Hopefully someone is more helpful than me. :)
 
Getting her spayed will also help, though it is very expensive where I live. Look around for vets who offer deals on bunny spay/neuters.

We had to use puppy pee pads lining the entire bunny room (we had our bun free range in a spare bedroom), and figure out the favorite "pee/poop corner" then put a litter box in all of those spots. We would do:

clean litter box
with a pee pad on the bottom and a paper towel
then a thin layer of feline pine pellets (or untreated stove pellets)
then fresh Timothy hay on top

Clean it a lot, but leave the some of the paper towel with their pee scent and a few poops in it each time you clean.
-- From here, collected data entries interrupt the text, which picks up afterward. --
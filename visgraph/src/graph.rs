//! The visibility graph.
//!
//! Vertices are deduplicated by position: there is at most one vertex at any point.
//! Edges are conceptually undirected, but each one is stored once, as an outgoing
//! edge of its source and an incoming edge of its target. A vertex keeps its
//! outgoing edges sorted by target position, so looking up the edge between two
//! vertices is logarithmic in their degrees.

use std::collections::{BTreeMap, HashMap};

use serde::{Deserialize, Serialize};

use crate::{
    error::VisibilityError,
    geom::{Point, PointKey, Polyline},
};

/// Identifies a vertex in a [`VisibilityGraph`].
///
/// Ids are never reused, but an id is invalidated when its vertex is removed.
#[derive(Clone, Copy, PartialEq, Eq, Hash, PartialOrd, Ord)]
pub struct VertexId(usize);

impl std::fmt::Debug for VertexId {
    fn fmt(&self, f: &mut std::fmt::Formatter<'_>) -> std::fmt::Result {
        write!(f, "v_{}", self.0)
    }
}

/// Identifies an edge in a [`VisibilityGraph`].
#[derive(Clone, Copy, PartialEq, Eq, Hash, PartialOrd, Ord)]
pub struct EdgeId(usize);

impl std::fmt::Debug for EdgeId {
    fn fmt(&self, f: &mut std::fmt::Formatter<'_>) -> std::fmt::Result {
        write!(f, "e_{}", self.0)
    }
}

/// What an edge costs to traverse.
#[derive(Clone, Copy, Debug, PartialEq, Eq, Hash, Serialize, Deserialize)]
pub enum EdgeKind {
    /// An ordinary edge, of weight one.
    Regular,
    /// An edge of weight zero, for running along an obstacle that you're
    /// already touching.
    TollFree,
}

/// A vertex of the visibility graph.
#[derive(Clone, Debug)]
pub struct VisibilityVertex {
    point: Point,
    out_edges: BTreeMap<PointKey, EdgeId>,
    in_edges: Vec<EdgeId>,
    distance: f64,
}

impl VisibilityVertex {
    fn new(point: Point) -> Self {
        VisibilityVertex {
            point,
            out_edges: BTreeMap::new(),
            in_edges: Vec::new(),
            distance: 0.0,
        }
    }

    /// The position of this vertex.
    pub fn point(&self) -> Point {
        self.point
    }

    /// The edges stored with this vertex as their source, ordered by target position.
    pub fn out_edges(&self) -> impl Iterator<Item = EdgeId> + '_ {
        self.out_edges.values().copied()
    }

    /// The edges having this vertex as their target.
    pub fn in_edges(&self) -> &[EdgeId] {
        &self.in_edges
    }

    /// The number of edges touching this vertex.
    pub fn degree(&self) -> usize {
        self.in_edges.len() + self.out_edges.len()
    }

    /// Scratch distance for shortest-path searches.
    pub fn distance(&self) -> f64 {
        self.distance
    }

    /// Sets the scratch distance.
    pub fn set_distance(&mut self, distance: f64) {
        self.distance = distance;
    }

    fn out_edge_to(&self, target: Point) -> Option<EdgeId> {
        self.out_edges.get(&target.key()).copied()
    }
}

/// An edge of the visibility graph.
pub struct VisibilityEdge {
    source: VertexId,
    target: VertexId,
    source_point: Point,
    target_point: Point,
    kind: EdgeKind,
    length_multiplier: f64,
    passable: Option<Box<dyn Fn() -> bool>>,
}

impl std::fmt::Debug for VisibilityEdge {
    fn fmt(&self, f: &mut std::fmt::Formatter<'_>) -> std::fmt::Result {
        f.debug_struct("VisibilityEdge")
            .field("source", &self.source)
            .field("target", &self.target)
            .field("kind", &self.kind)
            .field("length_multiplier", &self.length_multiplier)
            .field("has_passability_test", &self.passable.is_some())
            .finish()
    }
}

impl VisibilityEdge {
    /// The vertex storing this edge as outgoing.
    pub fn source(&self) -> VertexId {
        self.source
    }

    /// The vertex storing this edge as incoming.
    pub fn target(&self) -> VertexId {
        self.target
    }

    /// The position of the source.
    pub fn source_point(&self) -> Point {
        self.source_point
    }

    /// The position of the target.
    pub fn target_point(&self) -> Point {
        self.target_point
    }

    /// The end of this edge that isn't `v`.
    pub fn other_end(&self, v: VertexId) -> VertexId {
        if self.source == v {
            self.target
        } else {
            self.source
        }
    }

    /// What kind of edge this is.
    pub fn kind(&self) -> EdgeKind {
        self.kind
    }

    /// One for regular edges, zero for toll-free ones.
    pub fn weight(&self) -> f64 {
        match self.kind {
            EdgeKind::Regular => 1.0,
            EdgeKind::TollFree => 0.0,
        }
    }

    /// The factor applied to this edge's euclidean length.
    pub fn length_multiplier(&self) -> f64 {
        self.length_multiplier
    }

    /// Sets the factor applied to this edge's euclidean length.
    pub fn set_length_multiplier(&mut self, multiplier: f64) {
        self.length_multiplier = multiplier;
    }

    /// The cost of this edge for path searches: its scaled length, or zero if it's toll-free.
    pub fn length(&self) -> f64 {
        match self.kind {
            EdgeKind::Regular => {
                (self.target_point - self.source_point).length() * self.length_multiplier
            }
            EdgeKind::TollFree => 0.0,
        }
    }

    /// Can this edge be traversed right now?
    pub fn is_passable(&self) -> bool {
        self.passable.as_ref().map_or(true, |p| p())
    }

    /// Installs a test deciding whether the edge can be traversed.
    pub fn set_passable(&mut self, passable: impl Fn() -> bool + 'static) {
        self.passable = Some(Box::new(passable));
    }
}

/// A graph of mutually visible points.
#[derive(Debug, Default)]
pub struct VisibilityGraph {
    vertices: Vec<Option<VisibilityVertex>>,
    edges: Vec<Option<VisibilityEdge>>,
    point_to_vertex: HashMap<PointKey, VertexId>,
    prev_edges: HashMap<VertexId, EdgeId>,
}

impl std::ops::Index<VertexId> for VisibilityGraph {
    type Output = VisibilityVertex;

    fn index(&self, id: VertexId) -> &VisibilityVertex {
        match &self.vertices[id.0] {
            Some(v) => v,
            None => panic!("{id:?} was removed"),
        }
    }
}

impl std::ops::IndexMut<VertexId> for VisibilityGraph {
    fn index_mut(&mut self, id: VertexId) -> &mut VisibilityVertex {
        match &mut self.vertices[id.0] {
            Some(v) => v,
            None => panic!("{id:?} was removed"),
        }
    }
}

impl std::ops::Index<EdgeId> for VisibilityGraph {
    type Output = VisibilityEdge;

    fn index(&self, id: EdgeId) -> &VisibilityEdge {
        match &self.edges[id.0] {
            Some(e) => e,
            None => panic!("{id:?} was removed"),
        }
    }
}

impl std::ops::IndexMut<EdgeId> for VisibilityGraph {
    fn index_mut(&mut self, id: EdgeId) -> &mut VisibilityEdge {
        match &mut self.edges[id.0] {
            Some(e) => e,
            None => panic!("{id:?} was removed"),
        }
    }
}

impl VisibilityGraph {
    /// Creates an empty graph.
    pub fn new() -> Self {
        Self::default()
    }

    /// A graph containing just the boundaries of the holes, as toll-free edges.
    pub fn of_boundaries<'a>(
        holes: impl IntoIterator<Item = &'a Polyline>,
    ) -> Result<Self, VisibilityError> {
        let mut graph = Self::new();
        for hole in holes {
            graph.add_hole(hole)?;
        }
        Ok(graph)
    }

    /// The number of vertices.
    pub fn vertex_count(&self) -> usize {
        self.point_to_vertex.len()
    }

    /// The number of edges.
    pub fn edge_count(&self) -> usize {
        self.edges.iter().flatten().count()
    }

    /// All the vertices, in the order they were added.
    pub fn vertices(&self) -> impl Iterator<Item = VertexId> + '_ {
        self.vertices
            .iter()
            .enumerate()
            .filter(|(_, v)| v.is_some())
            .map(|(i, _)| VertexId(i))
    }

    /// All the edges, grouped by source vertex.
    pub fn edges(&self) -> impl Iterator<Item = EdgeId> + '_ {
        self.vertices.iter().flatten().flat_map(|v| v.out_edges())
    }

    /// The vertex with this id, if it hasn't been removed.
    pub fn vertex(&self, id: VertexId) -> Option<&VisibilityVertex> {
        self.vertices.get(id.0).and_then(Option::as_ref)
    }

    /// The edge with this id, if it hasn't been removed.
    pub fn edge(&self, id: EdgeId) -> Option<&VisibilityEdge> {
        self.edges.get(id.0).and_then(Option::as_ref)
    }

    /// Mutable access to an edge, if it hasn't been removed.
    pub fn edge_mut(&mut self, id: EdgeId) -> Option<&mut VisibilityEdge> {
        self.edges.get_mut(id.0).and_then(Option::as_mut)
    }

    /// Returns the vertex at `point`, creating it if necessary.
    pub fn add_vertex(&mut self, point: Point) -> VertexId {
        let key = point.key();
        if let Some(&v) = self.point_to_vertex.get(&key) {
            return v;
        }
        let id = VertexId(self.vertices.len());
        self.vertices.push(Some(VisibilityVertex::new(point)));
        self.point_to_vertex.insert(key, id);
        id
    }

    /// The vertex at exactly this point.
    pub fn find_vertex(&self, point: Point) -> Option<VertexId> {
        self.point_to_vertex.get(&point.key()).copied()
    }

    /// Is there a vertex at exactly this point?
    pub fn contains_vertex(&self, point: Point) -> bool {
        self.point_to_vertex.contains_key(&point.key())
    }

    /// Adds a regular edge between two vertices.
    ///
    /// If the vertices are already connected (in either direction), returns the
    /// existing edge.
    pub fn add_edge(
        &mut self,
        source: VertexId,
        target: VertexId,
    ) -> Result<EdgeId, VisibilityError> {
        self.add_edge_of_kind(source, target, EdgeKind::Regular)
    }

    /// Adds an edge of the given kind between two points, creating vertices as needed.
    ///
    /// If the points are already connected (in either direction), returns the
    /// existing edge whatever its kind.
    pub fn add_edge_with(
        &mut self,
        source: Point,
        target: Point,
        kind: EdgeKind,
    ) -> Result<EdgeId, VisibilityError> {
        if source.key() == target.key() {
            return Err(VisibilityError::SelfEdge { point: source });
        }
        let source = self.add_vertex(source);
        let target = self.add_vertex(target);
        self.add_edge_of_kind(source, target, kind)
    }

    fn add_edge_of_kind(
        &mut self,
        source: VertexId,
        target: VertexId,
        kind: EdgeKind,
    ) -> Result<EdgeId, VisibilityError> {
        if let Some(e) = self.try_get_edge(source, target) {
            return Ok(e);
        }
        let source_point = self[source].point;
        if source == target {
            return Err(VisibilityError::SelfEdge {
                point: source_point,
            });
        }
        let target_point = self[target].point;

        let id = EdgeId(self.edges.len());
        self.edges.push(Some(VisibilityEdge {
            source,
            target,
            source_point,
            target_point,
            kind,
            length_multiplier: 1.0,
            passable: None,
        }));
        self[source].out_edges.insert(target_point.key(), id);
        self[target].in_edges.push(id);
        Ok(id)
    }

    /// Wires the boundary of a hole with toll-free edges, including the closing side.
    pub fn add_hole(&mut self, polyline: &Polyline) -> Result<(), VisibilityError> {
        for (a, b) in polyline.sides() {
            self.add_edge_with(a, b, EdgeKind::TollFree)?;
        }
        Ok(())
    }

    /// The edge between `a` and `b`, stored in either direction.
    pub fn try_get_edge(&self, a: VertexId, b: VertexId) -> Option<EdgeId> {
        let (va, vb) = (&self[a], &self[b]);
        va.out_edge_to(vb.point).or_else(|| vb.out_edge_to(va.point))
    }

    /// The edge between the vertices at two points.
    pub fn find_edge(&self, a: Point, b: Point) -> Option<EdgeId> {
        let a = self.find_vertex(a)?;
        let b = self.find_vertex(b)?;
        self.try_get_edge(a, b)
    }

    /// Removes the edge between two vertices, if there is one.
    pub fn remove_edge(&mut self, a: VertexId, b: VertexId) -> Option<VisibilityEdge> {
        let e = self.try_get_edge(a, b)?;
        self.detach_edge(e)
    }

    /// Removes the edge between the vertices at two points, if there is one.
    pub fn remove_edge_by_points(&mut self, a: Point, b: Point) -> Option<VisibilityEdge> {
        let e = self.find_edge(a, b)?;
        self.detach_edge(e)
    }

    /// Removes a vertex along with all its edges.
    pub fn remove_vertex(&mut self, v: VertexId) {
        let Some(vertex) = self.vertex(v) else {
            return;
        };
        let touching: Vec<EdgeId> = vertex
            .out_edges()
            .chain(vertex.in_edges.iter().copied())
            .collect();
        for e in touching {
            self.detach_edge(e);
        }
        if let Some(vertex) = self.vertices[v.0].take() {
            self.point_to_vertex.remove(&vertex.point.key());
        }
        self.prev_edges.remove(&v);
    }

    /// Removes every edge, keeping the vertices.
    pub fn clear_edges(&mut self) {
        for v in self.vertices.iter_mut().flatten() {
            v.out_edges.clear();
            v.in_edges.clear();
        }
        self.edges.iter_mut().for_each(|e| *e = None);
        self.prev_edges.clear();
    }

    fn detach_edge(&mut self, e: EdgeId) -> Option<VisibilityEdge> {
        let edge = self.edges.get_mut(e.0)?.take()?;
        if let Some(source) = self.vertices[edge.source.0].as_mut() {
            source.out_edges.remove(&edge.target_point.key());
        }
        if let Some(target) = self.vertices[edge.target.0].as_mut() {
            target.in_edges.retain(|&x| x != e);
        }
        self.prev_edges.retain(|_, prev| *prev != e);
        Some(edge)
    }

    /// Records `e` as the edge by which a path search reached `v`.
    pub fn set_previous_edge(&mut self, v: VertexId, e: EdgeId) {
        debug_assert!(self[e].source == v || self[e].target == v);
        self.prev_edges.insert(v, e);
    }

    /// The vertex a path search came from when it reached `v`.
    pub fn previous_vertex(&self, v: VertexId) -> Option<VertexId> {
        let e = self.prev_edges.get(&v)?;
        Some(self.edge(*e)?.other_end(v))
    }

    /// Forgets all previous edges.
    pub fn clear_prev_edges_table(&mut self) {
        self.prev_edges.clear();
    }

    /// Scales the length of the edge by which a path search reached `v`.
    pub fn shrink_length_of_prev_edge(&mut self, v: VertexId, length_multiplier: f64) {
        if let Some(&e) = self.prev_edges.get(&v) {
            self[e].length_multiplier = length_multiplier;
        }
    }
}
Expect your bun to kick everything out on the floor the minute you put it in clean and fresh -- they like to rearrange things.
 
Oh, and if they are sick, hormonal, territorial, or scared/worried, litter training goes out the window.

We had a geriatric Dutch rabbit with chronic tooth issues -- he was on daily pain meds, and needed yearly tooth surgeries. When his teeth were getting very badly overgrown, (and obviously causing him more pain) he was understandably not very tidy. It's very hard to assess a rabbit's pain level, because being a prey animal they will "mask" their symptoms, but this was always an indicator that he needed his teeth worked on.

That rabbit had better dental care than anyone in our entire household. Spoiled old guy -- he lived to be about 10.